[Entries taken from a collection]
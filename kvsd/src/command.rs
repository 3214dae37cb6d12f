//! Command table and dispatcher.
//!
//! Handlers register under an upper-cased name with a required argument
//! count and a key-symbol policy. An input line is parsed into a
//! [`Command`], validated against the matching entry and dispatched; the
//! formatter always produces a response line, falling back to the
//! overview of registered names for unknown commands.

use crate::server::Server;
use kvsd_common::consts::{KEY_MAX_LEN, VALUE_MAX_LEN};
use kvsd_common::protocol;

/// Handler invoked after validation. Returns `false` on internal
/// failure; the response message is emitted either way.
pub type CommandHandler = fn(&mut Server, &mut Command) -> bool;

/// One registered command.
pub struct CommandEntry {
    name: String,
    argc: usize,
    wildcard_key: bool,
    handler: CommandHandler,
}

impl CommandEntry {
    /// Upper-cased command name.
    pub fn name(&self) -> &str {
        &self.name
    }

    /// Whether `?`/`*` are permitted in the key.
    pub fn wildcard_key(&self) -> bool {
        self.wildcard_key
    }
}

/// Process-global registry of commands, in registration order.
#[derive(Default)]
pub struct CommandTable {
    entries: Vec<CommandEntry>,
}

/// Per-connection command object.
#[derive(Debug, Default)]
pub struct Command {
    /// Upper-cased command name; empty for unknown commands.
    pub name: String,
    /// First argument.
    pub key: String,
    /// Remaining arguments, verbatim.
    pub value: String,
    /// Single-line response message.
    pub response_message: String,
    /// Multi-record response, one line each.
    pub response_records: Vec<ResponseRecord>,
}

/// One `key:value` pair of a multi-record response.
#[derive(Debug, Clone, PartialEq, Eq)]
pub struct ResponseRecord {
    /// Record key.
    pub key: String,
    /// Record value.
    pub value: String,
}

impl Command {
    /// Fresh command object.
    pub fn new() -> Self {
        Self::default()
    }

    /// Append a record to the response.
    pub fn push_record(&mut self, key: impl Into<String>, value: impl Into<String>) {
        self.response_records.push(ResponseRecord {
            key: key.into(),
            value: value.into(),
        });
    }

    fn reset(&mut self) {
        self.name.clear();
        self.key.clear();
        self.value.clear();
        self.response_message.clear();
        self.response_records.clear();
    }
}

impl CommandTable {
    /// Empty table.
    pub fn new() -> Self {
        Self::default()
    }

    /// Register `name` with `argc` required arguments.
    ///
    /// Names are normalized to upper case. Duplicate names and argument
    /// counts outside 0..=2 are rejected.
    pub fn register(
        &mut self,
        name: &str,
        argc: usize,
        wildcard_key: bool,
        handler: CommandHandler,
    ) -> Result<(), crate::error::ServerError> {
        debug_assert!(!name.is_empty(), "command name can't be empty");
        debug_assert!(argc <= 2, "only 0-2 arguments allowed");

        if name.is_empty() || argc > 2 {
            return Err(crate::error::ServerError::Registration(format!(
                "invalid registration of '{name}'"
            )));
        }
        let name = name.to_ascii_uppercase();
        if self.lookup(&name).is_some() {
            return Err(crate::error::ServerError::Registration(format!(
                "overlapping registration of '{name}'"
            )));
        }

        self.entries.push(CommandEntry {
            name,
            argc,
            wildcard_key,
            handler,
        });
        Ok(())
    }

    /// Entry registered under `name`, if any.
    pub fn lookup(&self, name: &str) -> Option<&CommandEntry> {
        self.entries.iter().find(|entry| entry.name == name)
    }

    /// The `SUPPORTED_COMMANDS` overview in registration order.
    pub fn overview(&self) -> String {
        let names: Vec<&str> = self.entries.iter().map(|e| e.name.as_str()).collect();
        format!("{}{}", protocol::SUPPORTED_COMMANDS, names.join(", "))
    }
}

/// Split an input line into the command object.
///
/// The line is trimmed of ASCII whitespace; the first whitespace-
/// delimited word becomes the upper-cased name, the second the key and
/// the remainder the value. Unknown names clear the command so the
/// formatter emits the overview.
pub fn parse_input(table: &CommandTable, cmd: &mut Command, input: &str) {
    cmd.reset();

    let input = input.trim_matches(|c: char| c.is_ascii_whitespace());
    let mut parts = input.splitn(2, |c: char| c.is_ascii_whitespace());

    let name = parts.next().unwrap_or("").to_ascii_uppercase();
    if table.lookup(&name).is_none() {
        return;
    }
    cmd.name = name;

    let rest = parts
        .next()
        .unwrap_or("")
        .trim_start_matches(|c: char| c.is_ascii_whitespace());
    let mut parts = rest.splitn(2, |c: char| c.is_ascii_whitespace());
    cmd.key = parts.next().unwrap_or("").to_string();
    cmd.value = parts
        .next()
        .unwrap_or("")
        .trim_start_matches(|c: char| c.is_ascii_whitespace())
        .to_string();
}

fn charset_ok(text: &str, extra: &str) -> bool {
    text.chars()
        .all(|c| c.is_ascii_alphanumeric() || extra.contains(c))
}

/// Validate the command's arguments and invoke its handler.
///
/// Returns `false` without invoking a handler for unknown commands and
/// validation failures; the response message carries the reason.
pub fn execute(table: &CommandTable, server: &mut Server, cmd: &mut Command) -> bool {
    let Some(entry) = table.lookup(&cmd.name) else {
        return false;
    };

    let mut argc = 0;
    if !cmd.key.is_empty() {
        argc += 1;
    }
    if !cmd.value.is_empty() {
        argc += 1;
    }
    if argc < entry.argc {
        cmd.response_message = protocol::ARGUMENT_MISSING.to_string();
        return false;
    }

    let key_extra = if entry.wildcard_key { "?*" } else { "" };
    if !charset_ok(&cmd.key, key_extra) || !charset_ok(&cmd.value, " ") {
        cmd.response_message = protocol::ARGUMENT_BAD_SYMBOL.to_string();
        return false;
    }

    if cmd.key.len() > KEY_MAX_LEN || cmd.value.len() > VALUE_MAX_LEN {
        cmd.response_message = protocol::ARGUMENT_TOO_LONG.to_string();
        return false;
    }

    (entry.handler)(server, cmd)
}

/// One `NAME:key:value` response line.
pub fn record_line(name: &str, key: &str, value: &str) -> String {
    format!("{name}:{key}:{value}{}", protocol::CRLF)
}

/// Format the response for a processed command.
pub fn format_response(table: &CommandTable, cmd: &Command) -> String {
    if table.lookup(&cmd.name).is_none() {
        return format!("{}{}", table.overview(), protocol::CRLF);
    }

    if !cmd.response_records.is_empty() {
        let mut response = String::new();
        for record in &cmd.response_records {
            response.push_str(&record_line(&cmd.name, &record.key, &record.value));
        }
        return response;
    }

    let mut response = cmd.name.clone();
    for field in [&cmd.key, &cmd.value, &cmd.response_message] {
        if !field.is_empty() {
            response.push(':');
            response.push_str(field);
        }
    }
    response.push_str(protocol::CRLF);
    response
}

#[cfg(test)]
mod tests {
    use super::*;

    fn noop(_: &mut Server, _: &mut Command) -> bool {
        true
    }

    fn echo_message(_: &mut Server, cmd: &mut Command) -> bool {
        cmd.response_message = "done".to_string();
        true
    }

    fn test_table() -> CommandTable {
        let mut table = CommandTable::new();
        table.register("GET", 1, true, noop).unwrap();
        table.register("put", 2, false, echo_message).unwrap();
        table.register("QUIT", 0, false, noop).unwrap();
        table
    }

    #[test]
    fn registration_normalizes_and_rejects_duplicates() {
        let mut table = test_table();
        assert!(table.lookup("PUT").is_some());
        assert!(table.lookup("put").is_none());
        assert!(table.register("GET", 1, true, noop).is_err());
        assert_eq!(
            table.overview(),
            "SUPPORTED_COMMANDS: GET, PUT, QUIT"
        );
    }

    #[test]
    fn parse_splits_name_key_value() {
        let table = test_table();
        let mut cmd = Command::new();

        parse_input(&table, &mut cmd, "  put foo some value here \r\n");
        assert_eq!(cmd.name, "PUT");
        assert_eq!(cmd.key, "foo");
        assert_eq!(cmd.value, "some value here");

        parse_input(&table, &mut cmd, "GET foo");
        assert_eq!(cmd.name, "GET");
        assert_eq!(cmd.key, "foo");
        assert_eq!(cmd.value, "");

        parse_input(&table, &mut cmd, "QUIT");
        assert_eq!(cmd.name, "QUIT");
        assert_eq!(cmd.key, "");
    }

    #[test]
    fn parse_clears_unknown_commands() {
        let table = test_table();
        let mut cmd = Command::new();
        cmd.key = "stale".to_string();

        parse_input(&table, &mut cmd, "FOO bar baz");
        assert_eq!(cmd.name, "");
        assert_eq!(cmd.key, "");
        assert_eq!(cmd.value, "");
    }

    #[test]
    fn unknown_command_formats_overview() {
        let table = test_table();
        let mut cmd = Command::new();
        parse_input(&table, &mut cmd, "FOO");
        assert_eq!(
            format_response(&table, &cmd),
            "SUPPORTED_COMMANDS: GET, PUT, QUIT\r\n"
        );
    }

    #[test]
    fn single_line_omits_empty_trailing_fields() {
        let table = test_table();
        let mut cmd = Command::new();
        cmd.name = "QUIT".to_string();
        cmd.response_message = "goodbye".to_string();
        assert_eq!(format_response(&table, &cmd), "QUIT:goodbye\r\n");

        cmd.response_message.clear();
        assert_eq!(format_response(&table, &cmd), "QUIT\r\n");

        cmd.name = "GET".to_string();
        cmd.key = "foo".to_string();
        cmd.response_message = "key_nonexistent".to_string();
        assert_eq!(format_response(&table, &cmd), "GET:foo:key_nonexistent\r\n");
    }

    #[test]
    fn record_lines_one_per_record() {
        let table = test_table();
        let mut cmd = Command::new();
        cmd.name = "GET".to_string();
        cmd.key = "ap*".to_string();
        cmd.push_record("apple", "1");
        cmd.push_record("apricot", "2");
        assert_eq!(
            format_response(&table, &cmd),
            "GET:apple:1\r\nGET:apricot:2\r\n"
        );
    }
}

...

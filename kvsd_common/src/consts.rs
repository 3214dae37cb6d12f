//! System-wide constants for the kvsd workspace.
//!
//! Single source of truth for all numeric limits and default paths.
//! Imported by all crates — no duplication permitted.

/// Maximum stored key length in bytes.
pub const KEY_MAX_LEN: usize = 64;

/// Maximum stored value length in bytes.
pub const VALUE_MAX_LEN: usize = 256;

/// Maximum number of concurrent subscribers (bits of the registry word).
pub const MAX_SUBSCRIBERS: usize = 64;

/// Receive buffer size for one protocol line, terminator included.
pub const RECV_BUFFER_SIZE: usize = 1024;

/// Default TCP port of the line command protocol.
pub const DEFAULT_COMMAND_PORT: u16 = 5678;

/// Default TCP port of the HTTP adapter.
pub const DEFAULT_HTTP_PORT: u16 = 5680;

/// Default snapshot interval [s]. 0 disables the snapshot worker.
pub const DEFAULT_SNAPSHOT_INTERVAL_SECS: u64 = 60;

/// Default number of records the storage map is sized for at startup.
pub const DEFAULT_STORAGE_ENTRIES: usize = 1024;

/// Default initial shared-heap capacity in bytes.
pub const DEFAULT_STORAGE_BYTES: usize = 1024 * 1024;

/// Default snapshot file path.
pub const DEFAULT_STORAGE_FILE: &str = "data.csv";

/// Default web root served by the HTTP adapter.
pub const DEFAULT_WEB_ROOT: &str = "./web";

==

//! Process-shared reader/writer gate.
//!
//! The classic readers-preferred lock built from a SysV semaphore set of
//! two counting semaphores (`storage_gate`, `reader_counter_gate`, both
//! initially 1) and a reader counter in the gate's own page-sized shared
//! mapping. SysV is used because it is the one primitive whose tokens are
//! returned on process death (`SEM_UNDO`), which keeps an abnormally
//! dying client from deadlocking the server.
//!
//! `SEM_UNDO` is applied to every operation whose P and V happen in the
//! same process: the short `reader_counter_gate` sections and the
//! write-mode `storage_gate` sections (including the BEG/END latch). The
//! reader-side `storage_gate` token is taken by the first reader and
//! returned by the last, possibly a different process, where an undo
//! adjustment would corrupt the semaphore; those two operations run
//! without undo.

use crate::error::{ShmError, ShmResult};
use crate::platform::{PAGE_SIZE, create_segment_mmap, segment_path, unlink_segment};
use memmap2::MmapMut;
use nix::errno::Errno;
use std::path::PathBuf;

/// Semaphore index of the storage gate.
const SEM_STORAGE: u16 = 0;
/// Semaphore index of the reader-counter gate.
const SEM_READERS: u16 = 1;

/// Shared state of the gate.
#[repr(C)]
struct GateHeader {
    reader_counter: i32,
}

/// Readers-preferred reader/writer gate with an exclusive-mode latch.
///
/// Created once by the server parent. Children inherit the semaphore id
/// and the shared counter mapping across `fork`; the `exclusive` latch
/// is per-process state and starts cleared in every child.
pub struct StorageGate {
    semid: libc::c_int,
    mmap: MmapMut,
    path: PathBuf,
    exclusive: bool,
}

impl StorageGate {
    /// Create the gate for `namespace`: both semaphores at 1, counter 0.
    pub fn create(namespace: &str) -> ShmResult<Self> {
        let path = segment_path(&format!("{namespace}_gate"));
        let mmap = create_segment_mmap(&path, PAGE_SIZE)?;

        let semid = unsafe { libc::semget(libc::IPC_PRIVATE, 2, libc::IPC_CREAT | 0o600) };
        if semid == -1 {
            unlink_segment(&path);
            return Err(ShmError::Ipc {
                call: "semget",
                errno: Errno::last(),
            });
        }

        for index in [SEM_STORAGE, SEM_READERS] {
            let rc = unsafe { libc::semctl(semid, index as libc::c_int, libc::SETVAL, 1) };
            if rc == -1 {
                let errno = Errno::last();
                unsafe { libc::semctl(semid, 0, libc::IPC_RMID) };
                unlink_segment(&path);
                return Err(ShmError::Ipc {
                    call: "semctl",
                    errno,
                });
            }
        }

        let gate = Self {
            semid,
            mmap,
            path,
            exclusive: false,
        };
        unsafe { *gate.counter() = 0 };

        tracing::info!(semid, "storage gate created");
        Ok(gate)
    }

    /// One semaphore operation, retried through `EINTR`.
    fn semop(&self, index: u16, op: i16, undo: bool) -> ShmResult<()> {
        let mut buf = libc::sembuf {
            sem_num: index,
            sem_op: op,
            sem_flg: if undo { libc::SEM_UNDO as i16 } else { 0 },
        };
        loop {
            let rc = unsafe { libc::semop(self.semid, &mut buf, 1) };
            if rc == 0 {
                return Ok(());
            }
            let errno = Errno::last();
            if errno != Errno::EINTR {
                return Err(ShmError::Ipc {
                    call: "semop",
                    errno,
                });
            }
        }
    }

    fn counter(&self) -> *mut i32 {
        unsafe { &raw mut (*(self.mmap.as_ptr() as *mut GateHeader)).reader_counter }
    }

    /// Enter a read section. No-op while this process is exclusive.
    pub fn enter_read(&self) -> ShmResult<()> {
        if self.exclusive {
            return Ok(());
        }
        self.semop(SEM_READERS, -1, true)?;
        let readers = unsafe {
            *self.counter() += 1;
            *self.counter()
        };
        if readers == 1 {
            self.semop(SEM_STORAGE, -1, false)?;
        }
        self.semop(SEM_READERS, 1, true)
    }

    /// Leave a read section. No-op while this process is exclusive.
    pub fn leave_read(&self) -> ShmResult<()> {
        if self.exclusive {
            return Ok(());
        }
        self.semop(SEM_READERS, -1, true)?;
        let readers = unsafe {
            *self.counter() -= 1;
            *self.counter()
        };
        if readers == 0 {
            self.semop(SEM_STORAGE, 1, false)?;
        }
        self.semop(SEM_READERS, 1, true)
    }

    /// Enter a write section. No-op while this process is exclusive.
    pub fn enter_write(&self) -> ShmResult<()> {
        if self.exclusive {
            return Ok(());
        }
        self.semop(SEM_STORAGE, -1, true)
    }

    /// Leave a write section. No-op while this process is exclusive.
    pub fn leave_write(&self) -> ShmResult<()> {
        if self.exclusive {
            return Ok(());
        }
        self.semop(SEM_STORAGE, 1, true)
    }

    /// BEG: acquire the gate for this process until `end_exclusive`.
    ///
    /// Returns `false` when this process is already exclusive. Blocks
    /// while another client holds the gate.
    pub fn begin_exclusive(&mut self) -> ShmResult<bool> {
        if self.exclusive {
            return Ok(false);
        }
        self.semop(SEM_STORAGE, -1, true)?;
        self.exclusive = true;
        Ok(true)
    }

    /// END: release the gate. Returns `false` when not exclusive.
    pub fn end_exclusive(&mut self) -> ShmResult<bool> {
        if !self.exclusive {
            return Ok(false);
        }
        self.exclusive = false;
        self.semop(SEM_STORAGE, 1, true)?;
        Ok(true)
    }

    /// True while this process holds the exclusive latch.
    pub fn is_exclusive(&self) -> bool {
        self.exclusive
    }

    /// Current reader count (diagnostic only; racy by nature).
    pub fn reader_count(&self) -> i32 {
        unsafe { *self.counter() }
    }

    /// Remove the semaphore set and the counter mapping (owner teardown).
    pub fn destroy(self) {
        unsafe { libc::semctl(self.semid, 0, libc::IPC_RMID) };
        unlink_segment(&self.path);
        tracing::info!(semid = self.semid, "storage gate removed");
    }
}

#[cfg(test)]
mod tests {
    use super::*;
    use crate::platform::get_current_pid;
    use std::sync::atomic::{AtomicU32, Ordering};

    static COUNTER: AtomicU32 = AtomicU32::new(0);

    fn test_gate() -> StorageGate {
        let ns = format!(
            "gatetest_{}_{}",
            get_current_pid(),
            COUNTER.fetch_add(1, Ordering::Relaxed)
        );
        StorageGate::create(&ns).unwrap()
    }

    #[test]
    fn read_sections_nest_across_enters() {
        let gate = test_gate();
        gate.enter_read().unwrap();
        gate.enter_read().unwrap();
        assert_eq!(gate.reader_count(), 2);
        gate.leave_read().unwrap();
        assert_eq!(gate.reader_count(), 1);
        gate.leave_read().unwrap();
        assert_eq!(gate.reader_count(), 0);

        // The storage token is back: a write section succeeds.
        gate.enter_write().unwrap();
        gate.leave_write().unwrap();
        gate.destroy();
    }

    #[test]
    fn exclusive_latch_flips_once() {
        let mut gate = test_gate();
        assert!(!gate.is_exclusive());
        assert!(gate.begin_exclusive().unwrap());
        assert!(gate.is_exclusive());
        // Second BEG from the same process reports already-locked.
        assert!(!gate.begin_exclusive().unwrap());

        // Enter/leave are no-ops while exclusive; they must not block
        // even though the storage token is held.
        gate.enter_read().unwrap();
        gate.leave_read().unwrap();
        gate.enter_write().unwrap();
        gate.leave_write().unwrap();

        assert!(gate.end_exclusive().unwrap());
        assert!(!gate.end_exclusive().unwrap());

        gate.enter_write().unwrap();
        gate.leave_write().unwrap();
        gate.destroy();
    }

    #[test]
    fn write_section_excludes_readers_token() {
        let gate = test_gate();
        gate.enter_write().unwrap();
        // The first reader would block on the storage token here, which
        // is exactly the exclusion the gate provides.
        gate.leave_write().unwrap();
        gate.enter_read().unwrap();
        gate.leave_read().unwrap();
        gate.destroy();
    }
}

## WHAT NEEDS TO BE DONE
Begin at the line that has "the registry word)." in the entries above; stop after the line that has "pub const DEFAULT_WEB_ROOT: &str". Transcribe exactly those lines and no others.

## RESULT OF THIS TASK
/// Maximum number of concurrent subscribers (bits of the registry word).
pub const MAX_SUBSCRIBERS: usize = 64;

/// Receive buffer size for one protocol line, terminator included.
pub const RECV_BUFFER_SIZE: usize = 1024;

/// Default TCP port of the line command protocol.
pub const DEFAULT_COMMAND_PORT: u16 = 5678;

/// Default TCP port of the HTTP adapter.
pub const DEFAULT_HTTP_PORT: u16 = 5680;

/// Default snapshot interval [s]. 0 disables the snapshot worker.
pub const DEFAULT_SNAPSHOT_INTERVAL_SECS: u64 = 60;

/// Default number of records the storage map is sized for at startup.
pub const DEFAULT_STORAGE_ENTRIES: usize = 1024;

/// Default initial shared-heap capacity in bytes.
pub const DEFAULT_STORAGE_BYTES: usize = 1024 * 1024;

/// Default snapshot file path.
pub const DEFAULT_STORAGE_FILE: &str = "data.csv";

/// Default web root served by the HTTP adapter.
pub const DEFAULT_WEB_ROOT: &str = "./web";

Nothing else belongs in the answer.